[DATA FOR THIS TASK]:
========================
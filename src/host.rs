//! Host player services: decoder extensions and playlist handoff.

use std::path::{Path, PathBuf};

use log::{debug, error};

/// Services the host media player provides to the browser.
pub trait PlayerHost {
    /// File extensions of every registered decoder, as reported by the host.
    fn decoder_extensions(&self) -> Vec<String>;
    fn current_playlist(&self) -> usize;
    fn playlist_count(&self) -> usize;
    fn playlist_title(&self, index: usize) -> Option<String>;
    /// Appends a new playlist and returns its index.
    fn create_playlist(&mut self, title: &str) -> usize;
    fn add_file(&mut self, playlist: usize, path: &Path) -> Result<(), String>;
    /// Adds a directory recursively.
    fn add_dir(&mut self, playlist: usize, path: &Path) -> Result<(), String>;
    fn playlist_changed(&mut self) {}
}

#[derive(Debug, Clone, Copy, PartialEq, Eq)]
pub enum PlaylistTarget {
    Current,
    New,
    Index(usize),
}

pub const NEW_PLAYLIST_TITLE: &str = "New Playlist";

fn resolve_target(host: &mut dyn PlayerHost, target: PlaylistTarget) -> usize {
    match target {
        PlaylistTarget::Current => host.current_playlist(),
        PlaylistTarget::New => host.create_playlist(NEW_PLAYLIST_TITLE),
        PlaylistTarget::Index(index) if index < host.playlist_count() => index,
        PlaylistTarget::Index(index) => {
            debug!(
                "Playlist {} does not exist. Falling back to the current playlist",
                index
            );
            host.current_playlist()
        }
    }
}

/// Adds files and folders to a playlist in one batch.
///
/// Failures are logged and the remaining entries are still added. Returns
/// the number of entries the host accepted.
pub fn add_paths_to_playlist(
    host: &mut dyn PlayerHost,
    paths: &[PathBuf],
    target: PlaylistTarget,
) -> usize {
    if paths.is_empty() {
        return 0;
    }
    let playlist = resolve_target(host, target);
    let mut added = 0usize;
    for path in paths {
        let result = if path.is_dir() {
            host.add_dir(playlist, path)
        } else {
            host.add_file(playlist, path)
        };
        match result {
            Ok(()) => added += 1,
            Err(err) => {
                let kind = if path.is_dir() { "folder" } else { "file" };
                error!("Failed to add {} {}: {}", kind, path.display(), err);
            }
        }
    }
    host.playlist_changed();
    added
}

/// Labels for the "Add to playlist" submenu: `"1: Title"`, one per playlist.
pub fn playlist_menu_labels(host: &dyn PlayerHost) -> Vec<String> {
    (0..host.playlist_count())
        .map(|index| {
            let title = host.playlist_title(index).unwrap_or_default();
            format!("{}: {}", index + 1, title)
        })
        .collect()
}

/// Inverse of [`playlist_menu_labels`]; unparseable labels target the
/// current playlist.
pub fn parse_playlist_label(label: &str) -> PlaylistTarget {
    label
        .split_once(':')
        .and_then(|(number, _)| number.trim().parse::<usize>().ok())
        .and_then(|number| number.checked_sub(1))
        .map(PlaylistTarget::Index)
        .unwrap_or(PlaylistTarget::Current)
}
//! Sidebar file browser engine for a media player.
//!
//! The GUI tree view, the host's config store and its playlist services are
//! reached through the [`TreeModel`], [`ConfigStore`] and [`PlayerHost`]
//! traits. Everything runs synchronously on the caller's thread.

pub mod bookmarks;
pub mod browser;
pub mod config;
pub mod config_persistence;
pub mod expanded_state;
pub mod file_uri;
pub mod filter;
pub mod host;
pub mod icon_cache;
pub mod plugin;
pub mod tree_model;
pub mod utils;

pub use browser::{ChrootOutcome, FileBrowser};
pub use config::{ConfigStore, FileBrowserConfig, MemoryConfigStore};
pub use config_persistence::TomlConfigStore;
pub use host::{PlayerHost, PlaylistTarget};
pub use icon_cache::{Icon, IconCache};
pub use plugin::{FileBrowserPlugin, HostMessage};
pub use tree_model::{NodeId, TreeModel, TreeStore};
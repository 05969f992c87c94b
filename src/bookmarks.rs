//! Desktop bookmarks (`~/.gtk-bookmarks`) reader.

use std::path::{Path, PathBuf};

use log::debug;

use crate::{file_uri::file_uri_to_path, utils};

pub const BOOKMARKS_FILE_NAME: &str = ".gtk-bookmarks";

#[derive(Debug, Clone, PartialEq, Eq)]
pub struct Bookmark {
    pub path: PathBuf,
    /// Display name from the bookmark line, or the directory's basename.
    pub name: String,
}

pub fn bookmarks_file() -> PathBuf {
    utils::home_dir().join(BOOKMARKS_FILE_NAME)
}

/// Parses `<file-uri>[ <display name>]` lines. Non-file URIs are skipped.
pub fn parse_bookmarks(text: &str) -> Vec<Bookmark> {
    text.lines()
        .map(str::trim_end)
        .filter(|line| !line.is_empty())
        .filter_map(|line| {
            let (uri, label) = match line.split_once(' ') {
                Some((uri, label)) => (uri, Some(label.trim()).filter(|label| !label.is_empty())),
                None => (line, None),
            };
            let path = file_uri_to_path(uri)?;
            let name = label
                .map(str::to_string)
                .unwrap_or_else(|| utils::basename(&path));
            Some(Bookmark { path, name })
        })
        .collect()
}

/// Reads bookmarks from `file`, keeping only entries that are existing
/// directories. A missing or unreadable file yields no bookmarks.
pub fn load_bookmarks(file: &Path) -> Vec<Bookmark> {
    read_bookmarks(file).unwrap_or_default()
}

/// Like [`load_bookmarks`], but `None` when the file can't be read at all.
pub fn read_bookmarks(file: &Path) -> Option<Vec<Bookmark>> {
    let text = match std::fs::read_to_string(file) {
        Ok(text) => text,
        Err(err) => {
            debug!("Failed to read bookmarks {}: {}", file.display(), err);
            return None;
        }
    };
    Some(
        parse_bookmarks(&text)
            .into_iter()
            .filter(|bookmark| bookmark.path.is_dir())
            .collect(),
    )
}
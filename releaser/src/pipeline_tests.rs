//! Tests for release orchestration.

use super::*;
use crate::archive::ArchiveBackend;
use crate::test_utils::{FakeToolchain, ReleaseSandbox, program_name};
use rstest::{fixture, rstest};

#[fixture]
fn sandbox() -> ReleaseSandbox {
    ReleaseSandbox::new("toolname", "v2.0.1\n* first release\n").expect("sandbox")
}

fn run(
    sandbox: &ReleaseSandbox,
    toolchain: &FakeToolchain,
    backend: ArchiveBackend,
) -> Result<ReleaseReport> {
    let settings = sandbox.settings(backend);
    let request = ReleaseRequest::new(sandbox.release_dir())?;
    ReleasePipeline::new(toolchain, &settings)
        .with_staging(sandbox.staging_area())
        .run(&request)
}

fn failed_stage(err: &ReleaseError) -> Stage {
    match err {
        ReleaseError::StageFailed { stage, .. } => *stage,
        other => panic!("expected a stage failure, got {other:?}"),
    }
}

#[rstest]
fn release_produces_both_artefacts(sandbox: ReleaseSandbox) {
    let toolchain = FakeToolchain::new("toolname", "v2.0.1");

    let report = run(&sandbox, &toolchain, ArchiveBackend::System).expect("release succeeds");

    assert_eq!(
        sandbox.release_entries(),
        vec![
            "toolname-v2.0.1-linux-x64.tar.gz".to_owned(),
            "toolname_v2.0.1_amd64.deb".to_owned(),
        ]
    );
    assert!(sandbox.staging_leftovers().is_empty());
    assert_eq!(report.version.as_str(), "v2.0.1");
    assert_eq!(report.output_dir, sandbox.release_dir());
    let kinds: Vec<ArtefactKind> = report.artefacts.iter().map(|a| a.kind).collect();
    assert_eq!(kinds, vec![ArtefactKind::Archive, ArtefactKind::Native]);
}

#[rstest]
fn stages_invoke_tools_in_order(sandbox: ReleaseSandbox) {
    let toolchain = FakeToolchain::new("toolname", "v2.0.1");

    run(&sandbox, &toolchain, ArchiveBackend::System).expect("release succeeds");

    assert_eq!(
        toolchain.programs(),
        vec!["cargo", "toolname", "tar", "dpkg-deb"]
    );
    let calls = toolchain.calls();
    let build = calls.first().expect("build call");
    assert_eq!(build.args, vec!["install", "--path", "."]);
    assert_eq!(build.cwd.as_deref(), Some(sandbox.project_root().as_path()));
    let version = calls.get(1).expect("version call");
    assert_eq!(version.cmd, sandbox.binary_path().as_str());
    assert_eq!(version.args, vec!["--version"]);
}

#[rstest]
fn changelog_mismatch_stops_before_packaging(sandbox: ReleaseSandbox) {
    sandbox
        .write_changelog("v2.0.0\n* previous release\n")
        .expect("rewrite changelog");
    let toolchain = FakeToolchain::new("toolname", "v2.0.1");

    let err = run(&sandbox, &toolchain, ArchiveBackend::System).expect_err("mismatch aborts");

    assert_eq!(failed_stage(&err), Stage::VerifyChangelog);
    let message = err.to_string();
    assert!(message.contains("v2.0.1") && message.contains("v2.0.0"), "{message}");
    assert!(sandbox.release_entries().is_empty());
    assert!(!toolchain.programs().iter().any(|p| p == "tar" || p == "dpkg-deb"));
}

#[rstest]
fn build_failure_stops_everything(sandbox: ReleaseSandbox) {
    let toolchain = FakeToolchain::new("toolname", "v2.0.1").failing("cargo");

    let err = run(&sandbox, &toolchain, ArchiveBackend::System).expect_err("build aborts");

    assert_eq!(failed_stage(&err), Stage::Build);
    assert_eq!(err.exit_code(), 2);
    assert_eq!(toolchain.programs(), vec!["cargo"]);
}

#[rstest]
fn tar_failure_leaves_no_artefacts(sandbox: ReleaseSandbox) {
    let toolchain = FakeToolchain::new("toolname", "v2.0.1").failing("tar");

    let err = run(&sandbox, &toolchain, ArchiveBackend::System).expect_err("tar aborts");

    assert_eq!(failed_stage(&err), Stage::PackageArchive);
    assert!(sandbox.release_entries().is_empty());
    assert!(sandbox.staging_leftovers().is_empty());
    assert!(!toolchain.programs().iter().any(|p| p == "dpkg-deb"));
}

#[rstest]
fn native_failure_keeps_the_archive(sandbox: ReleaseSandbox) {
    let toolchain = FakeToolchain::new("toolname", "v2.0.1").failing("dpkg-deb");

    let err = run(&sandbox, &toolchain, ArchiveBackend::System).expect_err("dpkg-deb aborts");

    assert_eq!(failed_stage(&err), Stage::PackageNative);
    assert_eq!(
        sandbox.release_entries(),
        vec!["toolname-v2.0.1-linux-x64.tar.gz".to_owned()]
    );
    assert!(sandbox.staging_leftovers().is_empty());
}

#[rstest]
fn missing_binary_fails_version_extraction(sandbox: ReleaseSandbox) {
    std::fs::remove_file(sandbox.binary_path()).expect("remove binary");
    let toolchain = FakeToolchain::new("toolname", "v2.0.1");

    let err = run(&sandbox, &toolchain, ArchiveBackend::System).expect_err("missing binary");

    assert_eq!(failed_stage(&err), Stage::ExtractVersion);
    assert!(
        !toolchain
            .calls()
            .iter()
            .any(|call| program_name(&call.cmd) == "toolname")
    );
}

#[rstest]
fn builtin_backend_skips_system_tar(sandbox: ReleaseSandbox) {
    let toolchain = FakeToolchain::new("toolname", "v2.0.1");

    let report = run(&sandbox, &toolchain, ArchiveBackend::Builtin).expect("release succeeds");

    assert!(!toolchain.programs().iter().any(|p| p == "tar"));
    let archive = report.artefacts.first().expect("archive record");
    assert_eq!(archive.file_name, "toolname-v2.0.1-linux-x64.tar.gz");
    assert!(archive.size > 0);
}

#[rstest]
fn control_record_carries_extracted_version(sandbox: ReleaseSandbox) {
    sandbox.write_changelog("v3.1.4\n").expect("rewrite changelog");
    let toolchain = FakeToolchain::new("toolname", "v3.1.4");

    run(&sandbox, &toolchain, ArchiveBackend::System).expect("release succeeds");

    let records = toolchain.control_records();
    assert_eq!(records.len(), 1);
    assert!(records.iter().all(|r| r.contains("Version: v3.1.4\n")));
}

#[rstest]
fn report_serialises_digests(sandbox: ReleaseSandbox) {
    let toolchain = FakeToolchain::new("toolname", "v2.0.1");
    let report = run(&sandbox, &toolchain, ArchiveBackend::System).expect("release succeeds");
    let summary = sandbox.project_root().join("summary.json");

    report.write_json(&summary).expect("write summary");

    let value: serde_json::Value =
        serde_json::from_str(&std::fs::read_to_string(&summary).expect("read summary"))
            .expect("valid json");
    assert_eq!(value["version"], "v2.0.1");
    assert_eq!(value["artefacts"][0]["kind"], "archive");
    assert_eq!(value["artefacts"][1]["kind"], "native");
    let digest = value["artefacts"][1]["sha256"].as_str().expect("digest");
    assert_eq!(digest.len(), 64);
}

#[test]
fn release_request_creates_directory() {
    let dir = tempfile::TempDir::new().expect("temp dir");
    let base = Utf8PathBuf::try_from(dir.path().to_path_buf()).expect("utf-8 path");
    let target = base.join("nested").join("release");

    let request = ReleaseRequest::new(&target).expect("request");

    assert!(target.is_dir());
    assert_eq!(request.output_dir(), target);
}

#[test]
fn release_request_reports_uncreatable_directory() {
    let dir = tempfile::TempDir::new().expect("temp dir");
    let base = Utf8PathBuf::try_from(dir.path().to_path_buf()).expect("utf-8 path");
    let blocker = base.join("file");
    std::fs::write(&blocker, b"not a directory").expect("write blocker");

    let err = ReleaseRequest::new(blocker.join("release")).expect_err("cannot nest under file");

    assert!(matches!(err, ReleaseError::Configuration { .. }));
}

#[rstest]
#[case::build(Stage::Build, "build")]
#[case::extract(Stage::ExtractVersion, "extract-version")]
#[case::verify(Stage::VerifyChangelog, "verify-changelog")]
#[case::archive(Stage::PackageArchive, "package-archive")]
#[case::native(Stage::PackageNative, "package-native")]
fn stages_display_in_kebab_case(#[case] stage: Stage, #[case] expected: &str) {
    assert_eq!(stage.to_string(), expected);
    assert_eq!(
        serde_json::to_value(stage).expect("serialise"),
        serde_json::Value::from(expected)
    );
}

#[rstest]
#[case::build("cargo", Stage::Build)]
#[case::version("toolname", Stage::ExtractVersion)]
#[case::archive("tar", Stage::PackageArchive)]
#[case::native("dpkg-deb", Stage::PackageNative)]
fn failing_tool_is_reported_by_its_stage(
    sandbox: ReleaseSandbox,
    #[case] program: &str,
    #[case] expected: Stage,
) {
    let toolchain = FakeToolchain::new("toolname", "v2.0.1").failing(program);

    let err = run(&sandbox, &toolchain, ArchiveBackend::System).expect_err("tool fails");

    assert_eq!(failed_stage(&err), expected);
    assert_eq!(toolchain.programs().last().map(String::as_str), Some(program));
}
========================
[ACTION ITEM]:
If a line comes after the one that contains "fn create_playlist(&mut self, title: &str)", leave it out; return every line of the entries up to that point exactly, starting with the first, with that line included.

[SOLUTION]:
filename src/host.rs
//! Host player services: decoder extensions and playlist handoff.

use std::path::{Path, PathBuf};

use log::{debug, error};

/// Services the host media player provides to the browser.
pub trait PlayerHost {
    /// File extensions of every registered decoder, as reported by the host.
    fn decoder_extensions(&self) -> Vec<String>;
    fn current_playlist(&self) -> usize;
    fn playlist_count(&self) -> usize;
    fn playlist_title(&self, index: usize) -> Option<String>;
    /// Appends a new playlist and returns its index.
    fn create_playlist(&mut self, title: &str) -> usize;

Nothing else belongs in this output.